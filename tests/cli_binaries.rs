use std::fs;
use std::process::Command;

fn binary_output(args: &[&str]) -> std::process::Output {
    let path = env!("CARGO_BIN_EXE_dupluxy-dump");
    Command::new(path)
        .args(args)
        .env_remove("DUPLUXY_LOG")
        .output()
        .unwrap_or_else(|error| panic!("failed to run {}: {}", path, error))
}

#[test]
fn dump_help_lists_usage() {
    let output = binary_output(&["--help"]);
    assert!(output.status.success(), "--help should succeed");
    assert!(output.stderr.is_empty());
    let stdout = String::from_utf8(output.stdout).expect("stdout is UTF-8");
    assert!(stdout.contains("Usage:"));
    assert!(stdout.contains("--exclude-by-attribute"));
}

#[test]
fn dump_rejects_unknown_flag() {
    let output = binary_output(&["--definitely-not-a-flag", "."]);
    assert_eq!(output.status.code(), Some(1));
}

#[test]
fn dump_prints_json_lines() {
    let temp = tempfile::tempdir().expect("tempdir");
    fs::create_dir(temp.path().join("dir")).expect("create dir");
    fs::write(temp.path().join("dir/file"), b"payload").expect("write file");

    let output = binary_output(&[temp.path().to_str().expect("utf-8 path")]);
    assert!(output.status.success());
    let stdout = String::from_utf8(output.stdout).expect("stdout is UTF-8");
    let lines: Vec<serde_json::Value> = stdout
        .lines()
        .map(|line| serde_json::from_str(line).expect("json line"))
        .collect();
    assert_eq!(lines.len(), 2);
    assert_eq!(lines[1]["size"], 7);
    assert_eq!(lines[0]["path"], serde_json::json!(b"dir".to_vec()));
}
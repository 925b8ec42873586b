//! Extended attribute capture and restore.
//!
//! [`AttributeProvider`] hides the per-platform attribute API. The provider
//! for the build target is [`NativeAttributes`]; [`capture_attributes`] and
//! [`set_attributes_to_file`] work against any provider so tests can supply
//! their own.

use crate::entry::{Entry, validate_attribute_name};
use crate::error::{ErrorClass, MetadataError};
use crate::flags::Privilege;
use logging::{log_debug, log_warn};
use rustc_hash::FxHashSet;
use std::collections::BTreeMap;
use std::path::Path;

/// Access to the attribute namespace of filesystem objects.
///
/// Implementations never follow a final symlink.
pub trait AttributeProvider: Send + Sync {
    /// Names present on `target` that this provider exposes.
    fn list(&self, target: &Path) -> Result<Vec<String>, MetadataError>;

    /// Value of `name`, or `None` when it is absent.
    fn get(&self, target: &Path, name: &str) -> Result<Option<Vec<u8>>, MetadataError>;

    /// Creates or replaces `name`.
    fn set(&self, target: &Path, name: &str, value: &[u8]) -> Result<(), MetadataError>;

    /// Removes `name`.
    fn remove(&self, target: &Path, name: &str) -> Result<(), MetadataError>;
}

impl<P: AttributeProvider + ?Sized> AttributeProvider for &P {
    fn list(&self, target: &Path) -> Result<Vec<String>, MetadataError> {
        (**self).list(target)
    }

    fn get(&self, target: &Path, name: &str) -> Result<Option<Vec<u8>>, MetadataError> {
        (**self).get(target, name)
    }

    fn set(&self, target: &Path, name: &str, value: &[u8]) -> Result<(), MetadataError> {
        (**self).set(target, name, value)
    }

    fn remove(&self, target: &Path, name: &str) -> Result<(), MetadataError> {
        (**self).remove(target, name)
    }
}

/// Provider for platforms without an attribute namespace.
///
/// Listing is always empty and writes succeed without effect.
#[derive(Clone, Copy, Debug, Default)]
pub struct NoopAttributes;

impl AttributeProvider for NoopAttributes {
    fn list(&self, _target: &Path) -> Result<Vec<String>, MetadataError> {
        Ok(Vec::new())
    }

    fn get(&self, _target: &Path, _name: &str) -> Result<Option<Vec<u8>>, MetadataError> {
        Ok(None)
    }

    fn set(&self, target: &Path, name: &str, _value: &[u8]) -> Result<(), MetadataError> {
        validate_attribute_name(name)
            .map_err(|error| MetadataError::new("write attribute", target, error.into()))
    }

    fn remove(&self, target: &Path, name: &str) -> Result<(), MetadataError> {
        validate_attribute_name(name)
            .map_err(|error| MetadataError::new("remove attribute", target, error.into()))
    }
}

/// Provider selected for the build target.
#[cfg(all(
    unix,
    feature = "xattr",
    any(
        target_os = "linux",
        target_os = "android",
        target_os = "macos",
        target_os = "freebsd",
        target_os = "netbsd"
    )
))]
pub type NativeAttributes = crate::xattr::XattrAttributes;

/// Provider selected for the build target.
#[cfg(any(target_os = "openbsd", target_os = "dragonfly"))]
pub type NativeAttributes = crate::flags_only::FlagsOnlyAttributes;

/// Provider selected for the build target.
#[cfg(not(any(
    all(
        unix,
        feature = "xattr",
        any(
            target_os = "linux",
            target_os = "android",
            target_os = "macos",
            target_os = "freebsd",
            target_os = "netbsd"
        )
    ),
    target_os = "openbsd",
    target_os = "dragonfly"
)))]
pub type NativeAttributes = NoopAttributes;

/// Builds the provider of the build target for a process running with
/// `privilege`.
///
/// Only the extended attribute provider filters names by privilege; the
/// others ignore it.
#[cfg(all(
    unix,
    feature = "xattr",
    any(
        target_os = "linux",
        target_os = "android",
        target_os = "macos",
        target_os = "freebsd",
        target_os = "netbsd"
    )
))]
#[must_use]
pub const fn native_attributes(privilege: Privilege) -> NativeAttributes {
    crate::xattr::XattrAttributes::new(privilege)
}

/// Builds the provider of the build target for a process running with
/// `privilege`.
#[cfg(any(target_os = "openbsd", target_os = "dragonfly"))]
#[must_use]
pub const fn native_attributes(_privilege: Privilege) -> NativeAttributes {
    crate::flags_only::FlagsOnlyAttributes
}

/// Builds the provider of the build target for a process running with
/// `privilege`.
#[cfg(not(any(
    all(
        unix,
        feature = "xattr",
        any(
            target_os = "linux",
            target_os = "android",
            target_os = "macos",
            target_os = "freebsd",
            target_os = "netbsd"
        )
    ),
    target_os = "openbsd",
    target_os = "dragonfly"
)))]
#[must_use]
pub const fn native_attributes(_privilege: Privilege) -> NativeAttributes {
    NoopAttributes
}

/// Reads every exposed attribute of `full_path` into `entry`.
///
/// Devices, fifos and sockets are skipped. A name whose value cannot be read
/// is logged and left out; failing to list the names at all is returned and
/// leaves the entry unchanged. The map is stored only when non-empty.
/// Returns the number of attributes captured.
pub fn capture_attributes<P: AttributeProvider + ?Sized>(
    provider: &P,
    entry: &mut Entry,
    full_path: &Path,
) -> Result<usize, MetadataError> {
    if !entry.kind().carries_attributes() {
        return Ok(0);
    }

    let names = provider.list(full_path)?;
    let mut captured = BTreeMap::new();
    for name in names {
        if validate_attribute_name(&name).is_err() {
            continue;
        }
        match provider.get(full_path, &name) {
            Ok(Some(value)) => {
                captured.insert(name, value);
            }
            // Removed between list and read.
            Ok(None) => {}
            Err(error) => log_warn!(Attributes, "{}", error),
        }
    }

    let count = captured.len();
    entry.put_attributes(Some(captured));
    Ok(count)
}

/// Work performed by [`set_attributes_to_file`].
#[derive(Clone, Copy, Debug, Default, Eq, PartialEq)]
pub struct AttributeSync {
    /// Attributes created or replaced.
    pub written: usize,
    /// Attributes removed from the destination.
    pub removed: usize,
    /// Names skipped because the destination refused them.
    pub skipped: usize,
}

impl AttributeSync {
    /// Whether the destination was left untouched.
    #[must_use]
    pub const fn is_noop(&self) -> bool {
        self.written == 0 && self.removed == 0
    }
}

struct SyncState {
    sync: AttributeSync,
    first_error: Option<MetadataError>,
}

impl SyncState {
    fn record(&mut self, error: MetadataError) {
        match error.class() {
            ErrorClass::PermissionDenied | ErrorClass::Unsupported => {
                log_debug!(Attributes, "skipping attribute: {}", error);
                self.sync.skipped += 1;
            }
            _ => {
                log_warn!(Attributes, "{}", error);
                self.first_error.get_or_insert(error);
            }
        }
    }
}

/// Makes the attributes of `full_path` equal to those stored in `entry`.
///
/// Names stored in the entry but missing or different on disk are written,
/// names on disk that the entry lacks are removed and matching names are
/// left alone, so applying the same entry twice writes nothing the second
/// time. Devices, fifos and sockets are skipped.
///
/// Permission and unsupported-filesystem refusals are counted in
/// [`AttributeSync::skipped`]. Every name is attempted before the first other
/// failure is returned.
pub fn set_attributes_to_file<P: AttributeProvider + ?Sized>(
    provider: &P,
    entry: &Entry,
    full_path: &Path,
) -> Result<AttributeSync, MetadataError> {
    let mut state = SyncState {
        sync: AttributeSync::default(),
        first_error: None,
    };
    if !entry.kind().carries_attributes() {
        return Ok(state.sync);
    }

    let empty = BTreeMap::new();
    let desired = entry.attributes().unwrap_or(&empty);

    let on_disk = match provider.list(full_path) {
        Ok(names) => names,
        Err(error) => {
            if matches!(
                error.class(),
                ErrorClass::PermissionDenied | ErrorClass::Unsupported
            ) {
                log_debug!(Attributes, "skipping attributes: {}", error);
                state.sync.skipped = desired.len();
                return Ok(state.sync);
            }
            return Err(error);
        }
    };
    let present: FxHashSet<&str> = on_disk.iter().map(String::as_str).collect();

    for (name, value) in desired {
        if present.contains(name.as_str()) {
            match provider.get(full_path, name) {
                Ok(Some(current)) if current == *value => continue,
                Ok(_) => {}
                Err(error) => {
                    state.record(error);
                    continue;
                }
            }
        }
        match provider.set(full_path, name, value) {
            Ok(()) => state.sync.written += 1,
            Err(error) => state.record(error),
        }
    }

    for name in &on_disk {
        if desired.contains_key(name) {
            continue;
        }
        match provider.remove(full_path, name) {
            Ok(()) => state.sync.removed += 1,
            Err(error) => state.record(error),
        }
    }

    match state.first_error {
        Some(error) => Err(error),
        None => Ok(state.sync),
    }
}
//! `EINTR` retry helper.

use std::io;

/// Runs `op` until it completes with anything other than
/// [`io::ErrorKind::Interrupted`].
///
/// This is the only retry performed by the workspace; every other failure is
/// returned to the caller unchanged.
pub fn retry_on_interrupt<T, F>(mut op: F) -> io::Result<T>
where
    F: FnMut() -> io::Result<T>,
{
    loop {
        match op() {
            Err(error) if error.kind() == io::ErrorKind::Interrupted => {}
            other => return other,
        }
    }
}
//! Device identity encoding and special file creation.
//!
//! Block and character devices store their major and minor numbers in the
//! entry's two payload words. Fifos and sockets carry no payload and are
//! recreated from the type bits alone.

use crate::entry::{Entry, FileKind};
use crate::error::MetadataError;
use logging::log_warn;
use std::io;
use std::path::Path;

/// Stores a device identity in the two payload words.
#[must_use]
pub const fn encode_device(major: u32, minor: u32) -> (i64, i64) {
    (major as i64, minor as i64)
}

/// Recovers the device identity from the two payload words.
#[must_use]
pub const fn decode_device(start_chunk: i64, start_offset: i64) -> (u32, u32) {
    (start_chunk as u32, start_offset as u32)
}

/// Splits a raw `st_rdev` into payload words.
#[cfg(unix)]
#[must_use]
pub fn encode_rdev(rdev: u64) -> (i64, i64) {
    let raw = rdev as rustix::fs::Dev;
    encode_device(rustix::fs::major(raw), rustix::fs::minor(raw))
}

/// Rebuilds a raw `st_rdev` from payload words.
#[cfg(unix)]
#[must_use]
pub fn decode_rdev(start_chunk: i64, start_offset: i64) -> u64 {
    let (major, minor) = decode_device(start_chunk, start_offset);
    rustix::fs::makedev(major, minor) as u64
}

/// Recreates a fifo, socket or device node described by `entry`.
///
/// Only the permission bits of the entry are applied at creation time;
/// ownership and attributes follow through the regular restore path.
pub fn create_special(destination: &Path, entry: &Entry) -> Result<(), MetadataError> {
    let kind = entry.kind();
    if !kind.is_special() {
        return Err(MetadataError::new(
            "create special file",
            destination,
            io::Error::new(
                io::ErrorKind::InvalidInput,
                "entry does not describe a special file",
            ),
        ));
    }

    create_node(destination, entry, kind).inspect_err(|error| {
        log_warn!(Special, "{}", error);
    })
}

#[cfg(all(
    unix,
    not(any(
        target_os = "ios",
        target_os = "macos",
        target_os = "tvos",
        target_os = "watchos"
    ))
))]
fn create_node(destination: &Path, entry: &Entry, kind: FileKind) -> Result<(), MetadataError> {
    use rustix::fs::{CWD, FileType, Mode, makedev, mknodat};

    let node_type = match kind {
        FileKind::Fifo => FileType::Fifo,
        FileKind::Socket => FileType::Socket,
        FileKind::CharDevice => FileType::CharacterDevice,
        _ => FileType::BlockDevice,
    };
    let mode = Mode::from_bits_truncate(entry.permissions() as rustix::fs::RawMode);
    let device = match entry.device() {
        Some((major, minor)) => makedev(major, minor),
        None => makedev(0, 0),
    };

    platform::retry_on_interrupt(|| {
        mknodat(CWD, destination, node_type, mode, device).map_err(io::Error::from)
    })
    .map_err(|error| MetadataError::new("create special file", destination, error))
}

#[cfg(all(
    unix,
    any(
        target_os = "ios",
        target_os = "macos",
        target_os = "tvos",
        target_os = "watchos"
    )
))]
fn create_node(destination: &Path, entry: &Entry, kind: FileKind) -> Result<(), MetadataError> {
    let permissions = entry.permissions() as libc::mode_t;
    let result = match kind {
        FileKind::Fifo => platform::node::mkfifo(destination, permissions),
        _ => {
            let device = decode_rdev(entry.start_chunk, entry.start_offset) as libc::dev_t;
            platform::node::mknod(
                destination,
                kind.mode_bits() as libc::mode_t | permissions,
                device,
            )
        }
    };
    result.map_err(|error| MetadataError::new("create special file", destination, error))
}

#[cfg(not(unix))]
fn create_node(destination: &Path, _entry: &Entry, _kind: FileKind) -> Result<(), MetadataError> {
    Err(MetadataError::new(
        "create special file",
        destination,
        io::Error::new(
            io::ErrorKind::Unsupported,
            "special files are only supported on Unix platforms",
        ),
    ))
}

◆ What you should do ◆
Nothing but a number is wanted here: the count of lines in the listing with the word "record".

◆ Final answer ◆
4